Click HERE to buy the print edition from Barnes and Noble or HERE to buy it from Amazon or HERE to buy it from The Book Source
Click HERE to buy the print edition from the publisher and receive a BONUS PACK
Click HERE to buy various electronic books (e-books) about narcissists, psychopaths, and abuse in relationships
Click HERE to buy the ENTIRE SERIES of eight electronic books (e-books) about narcissists, psychopaths, and abuse in relationships
The narcissist firmly believes that he is unique and that he is thus endowed because he has a mission to fulfill, a destiny, a meaning to his life. The narcissist's life is a part of history, of a cosmic plot and it constantly tends to thicken. Such a life deserves only the most serious attention. Moreover, every particle of such an existence, every action or inaction, every utterance, creation, or composition, indeed every thought, are bathed in this cosmic meaningfulness. They all lead down the paths of glory, of achievement, of perfection, of ideals, of brilliance. They are all part of a design, a pattern, a plot, which inexorably and unstoppably lead the narcissist on to the fulfillment of his task. The narcissist may subscribe to a religion, to a belief, or to an ideology in his effort to understand the source of this strong feeling of uniqueness. He may attribute his sense of direction to God, to history, to society, to culture, to a calling, to his profession, to a value system. But he always does so with a straight face, with a firm conviction and with deadly seriousness.
And because, to the narcissist, the part is a holographic reflection of the whole - he tends to generalise, to resort to stereotypes, to induct (to learn about the whole from the detail), to exaggerate, finally to pathologically lie to himself and to others. This tendency of his, this self-importance, this belief in a grand design, in an all embracing and all-pervasive pattern - make him an easy prey to all manner of logical fallacies and con artistry. Despite his avowed and proudly expressed rationality the narcissist is besieged by superstition and prejudice. Above all, he is a captive of the false belief that his uniqueness destines him to carry a mission of cosmic significance.

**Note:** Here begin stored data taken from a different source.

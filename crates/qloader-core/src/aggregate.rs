//! Folding a collection of query results into one aggregate.
//!
//! Primary status follows a fixed precedence, first match wins:
//!
//! 1. error - any input errored; the first errored input's error is kept
//! 2. loading - any input is on its first load
//! 3. uninitialized - any input has not started
//! 4. success - everything else, including the empty collection
//!
//! `is_fetching` is the OR of every input's overlay, independent of the
//! primary status. Aggregates are recomputed from scratch on every call.

use qloader_model::{QueryResult, QueryStatus, RefetchHandle};

use crate::collection::{DataUnion, QueryCollection};

/// Aggregate status, error and refetch of `queries`, without payload.
///
/// The refetch handle triggers every input's refetch in collection order.
pub fn aggregate_status<C>(queries: &C) -> QueryResult<(), C::Error>
where
    C: QueryCollection,
{
    let mut any_error = false;
    let mut any_loading = false;
    let mut any_uninitialized = false;
    let mut any_fetching = false;
    let mut error = None;
    let mut refetches = Vec::with_capacity(queries.query_count());

    queries.for_each_query(|query| {
        if query.is_error() && !any_error {
            any_error = true;
            error = query.error().cloned();
        }
        any_loading |= query.is_loading();
        any_uninitialized |= query.is_uninitialized();
        any_fetching |= query.is_fetching();
        refetches.push(query.refetch().clone());
    });

    let status = if any_error {
        QueryStatus::Error
    } else if any_loading {
        QueryStatus::Loading
    } else if any_uninitialized {
        QueryStatus::Uninitialized
    } else {
        QueryStatus::Success
    };

    tracing::trace!(
        queries = queries.query_count(),
        %status,
        fetching = any_fetching,
        "aggregated query results"
    );

    let mut aggregated =
        QueryResult::from_status(status, any_fetching).with_refetch(RefetchHandle::all(refetches));
    aggregated.error = error;
    aggregated
}

/// Aggregate of `queries` carrying the union of their payloads.
///
/// `data` is present only when every input has data, and likewise for
/// `current_data`. The empty collection yields the empty union.
pub fn aggregate<C>(queries: &C) -> QueryResult<C::Data, C::Error>
where
    C: DataUnion,
{
    let data = queries.data();
    let current_data = queries.current_data();
    aggregate_status(queries).with_payload(data, current_data)
}
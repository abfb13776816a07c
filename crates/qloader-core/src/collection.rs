//! Ordered collections of query results.
//!
//! A loader's queries come back as a fixed-shape collection known at the call
//! site: a tuple when payload types differ, a `Vec` when they match, or a
//! `BTreeMap` when results are named. [`QueryCollection`] lets the aggregator
//! walk any of them in collection order and lets the loader narrow them to
//! their data-required form.

use std::collections::BTreeMap;
use std::marker::PhantomData;

use qloader_model::{FetchError, QueryResult, ReadyQuery, RefetchHandle};

use crate::error::{LoaderError, Result};

/// Status view of one query result, independent of its payload type.
pub trait QueryState<E> {
    fn is_uninitialized(&self) -> bool;
    fn is_loading(&self) -> bool;
    fn is_fetching(&self) -> bool;
    fn is_success(&self) -> bool;
    fn is_error(&self) -> bool;
    fn error(&self) -> Option<&E>;
    fn refetch(&self) -> &RefetchHandle;
}

impl<T, E> QueryState<E> for QueryResult<T, E> {
    fn is_uninitialized(&self) -> bool {
        self.is_uninitialized
    }

    fn is_loading(&self) -> bool {
        self.is_loading
    }

    fn is_fetching(&self) -> bool {
        self.is_fetching
    }

    fn is_success(&self) -> bool {
        self.is_success
    }

    fn is_error(&self) -> bool {
        self.is_error
    }

    fn error(&self) -> Option<&E> {
        self.error.as_ref()
    }

    fn refetch(&self) -> &RefetchHandle {
        &self.refetch
    }
}

/// An ordered, fixed-arity collection of query results sharing an error type.
pub trait QueryCollection {
    /// Error payload carried by the results.
    type Error: Clone;

    /// The collection with every element narrowed to [`ReadyQuery`].
    type Ready;

    /// Number of results in the collection.
    fn query_count(&self) -> usize;

    /// Visit every result in collection order.
    fn for_each_query<F>(&self, visit: F)
    where
        F: FnMut(&dyn QueryState<Self::Error>);

    /// Narrow every element to its data-required form.
    ///
    /// # Errors
    ///
    /// Returns [`LoaderError::MissingData`] for the first element without data.
    fn into_ready(self) -> Result<Self::Ready>;
}

/// Collections whose payloads can be gathered into one value.
pub trait DataUnion: QueryCollection {
    /// Union of every element's payload, in collection shape.
    type Data;

    /// Union of `data`, present only when every element has data.
    fn data(&self) -> Option<Self::Data>;

    /// Union of `current_data`, present only when every element has it.
    fn current_data(&self) -> Option<Self::Data>;
}

/// The empty collection. Aggregates to a vacuous success.
#[derive(Debug)]
pub struct NoQueries<E = FetchError>(PhantomData<fn() -> E>);

impl<E> NoQueries<E> {
    pub fn new() -> Self {
        Self(PhantomData)
    }
}

impl<E> Default for NoQueries<E> {
    fn default() -> Self {
        Self::new()
    }
}

impl<E> Clone for NoQueries<E> {
    fn clone(&self) -> Self {
        Self::new()
    }
}

impl<E: Clone> QueryCollection for NoQueries<E> {
    type Error = E;
    type Ready = ();

    fn query_count(&self) -> usize {
        0
    }

    fn for_each_query<F>(&self, _visit: F)
    where
        F: FnMut(&dyn QueryState<E>),
    {
    }

    fn into_ready(self) -> Result<()> {
        Ok(())
    }
}

impl<E: Clone> DataUnion for NoQueries<E> {
    type Data = ();

    fn data(&self) -> Option<()> {
        Some(())
    }

    fn current_data(&self) -> Option<()> {
        Some(())
    }
}

impl<T, E: Clone> QueryCollection for Vec<QueryResult<T, E>> {
    type Error = E;
    type Ready = Vec<ReadyQuery<T, E>>;

    fn query_count(&self) -> usize {
        self.len()
    }

    fn for_each_query<F>(&self, mut visit: F)
    where
        F: FnMut(&dyn QueryState<E>),
    {
        for query in self {
            visit(query);
        }
    }

    fn into_ready(self) -> Result<Self::Ready> {
        let len = self.len();
        self.into_iter()
            .enumerate()
            .map(|(position, query)| {
                query
                    .into_ready()
                    .ok_or(LoaderError::MissingData { position, len })
            })
            .collect()
    }
}

impl<T: Clone, E: Clone> DataUnion for Vec<QueryResult<T, E>> {
    type Data = Vec<T>;

    fn data(&self) -> Option<Vec<T>> {
        self.iter().map(|query| query.data.clone()).collect()
    }

    fn current_data(&self) -> Option<Vec<T>> {
        self.iter().map(|query| query.current_data.clone()).collect()
    }
}

/// Named results; collection order is key order.
impl<K: Ord, T, E: Clone> QueryCollection for BTreeMap<K, QueryResult<T, E>> {
    type Error = E;
    type Ready = BTreeMap<K, ReadyQuery<T, E>>;

    fn query_count(&self) -> usize {
        self.len()
    }

    fn for_each_query<F>(&self, mut visit: F)
    where
        F: FnMut(&dyn QueryState<E>),
    {
        for query in self.values() {
            visit(query);
        }
    }

    fn into_ready(self) -> Result<Self::Ready> {
        let len = self.len();
        self.into_iter()
            .enumerate()
            .map(|(position, (key, query))| {
                query
                    .into_ready()
                    .map(|ready| (key, ready))
                    .ok_or(LoaderError::MissingData { position, len })
            })
            .collect()
    }
}

impl<K: Ord + Clone, T: Clone, E: Clone> DataUnion for BTreeMap<K, QueryResult<T, E>> {
    type Data = BTreeMap<K, T>;

    fn data(&self) -> Option<BTreeMap<K, T>> {
        self.iter()
            .map(|(key, query)| query.data.clone().map(|data| (key.clone(), data)))
            .collect()
    }

    fn current_data(&self) -> Option<BTreeMap<K, T>> {
        self.iter()
            .map(|(key, query)| {
                query
                    .current_data
                    .clone()
                    .map(|data| (key.clone(), data))
            })
            .collect()
    }
}

macro_rules! tuple_collection {
    ($len:literal; $($name:ident : $idx:tt),+) => {
        impl<E: Clone, $($name),+> QueryCollection for ($(QueryResult<$name, E>,)+) {
            type Error = E;
            type Ready = ($(ReadyQuery<$name, E>,)+);

            fn query_count(&self) -> usize {
                $len
            }

            fn for_each_query<F>(&self, mut visit: F)
            where
                F: FnMut(&dyn QueryState<E>),
            {
                $( visit(&self.$idx); )+
            }

            fn into_ready(self) -> Result<Self::Ready> {
                Ok(($(
                    self.$idx
                        .into_ready()
                        .ok_or(LoaderError::MissingData { position: $idx, len: $len })?,
                )+))
            }
        }

        impl<E: Clone, $($name: Clone),+> DataUnion for ($(QueryResult<$name, E>,)+) {
            type Data = ($($name,)+);

            fn data(&self) -> Option<Self::Data> {
                Some(($(self.$idx.data.clone()?,)+))
            }

            fn current_data(&self) -> Option<Self::Data> {
                Some(($(self.$idx.current_data.clone()?,)+))
            }
        }
    };
}

tuple_collection!(1; A: 0);
tuple_collection!(2; A: 0, B: 1);
tuple_collection!(3; A: 0, B: 1, C: 2);
tuple_collection!(4; A: 0, B: 1, C: 2, D: 3);
tuple_collection!(5; A: 0, B: 1, C: 2, D: 3, F0: 4);
tuple_collection!(6; A: 0, B: 1, C: 2, D: 3, F0: 4, G: 5);
tuple_collection!(7; A: 0, B: 1, C: 2, D: 3, F0: 4, G: 5, H: 6);
tuple_collection!(8; A: 0, B: 1, C: 2, D: 3, F0: 4, G: 5, H: 6, I: 7);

All these make the narcissist a volatile person. Not merely mercurial - but fluctuating, histrionic, unreliable, and disproportional. That which has cosmic implications calls for cosmic reactions. The person with an inflated sense of self-import, will react in an inflated manner to threats, greatly inflated by his imagination and by the application to them of his personal myth. On a cosmic scale, the daily vagaries of life, the mundane, the routine are not important, even damagingly distracting. This is the source of his feelings of exceptional entitlement. Surely, engaged as he is in securing the well being of humanity by the exercise of his unique faculties - the narcissist deserves special treatment! This is the source of his violent swings between opposite behaviour patterns and between devaluation and idealisation of others. To the narcissist, every minor development is nothing less than a new stage in his life, every adversity, a conspiracy to upset his progress, every setback an apocalyptic calamity, every irritation the cause for outlandish outbursts of rage. He is a man of the extremes and only of the extremes. He may learn to efficiently suppress or hide his feelings or reactions - but never for long. In the most inappropriate and inopportune moment, you can count on the narcissist to explode, like a wrongly wound time bomb. And in between eruptions, the narcissistic volcano daydreams, indulges in delusions, plans his victories over an increasingly hostile and alienated environment. Gradually, the narcissist becomes more paranoid - or more aloof, detached and dissociative.
In such a setting, you must admit, there is not much room for a sense of humour."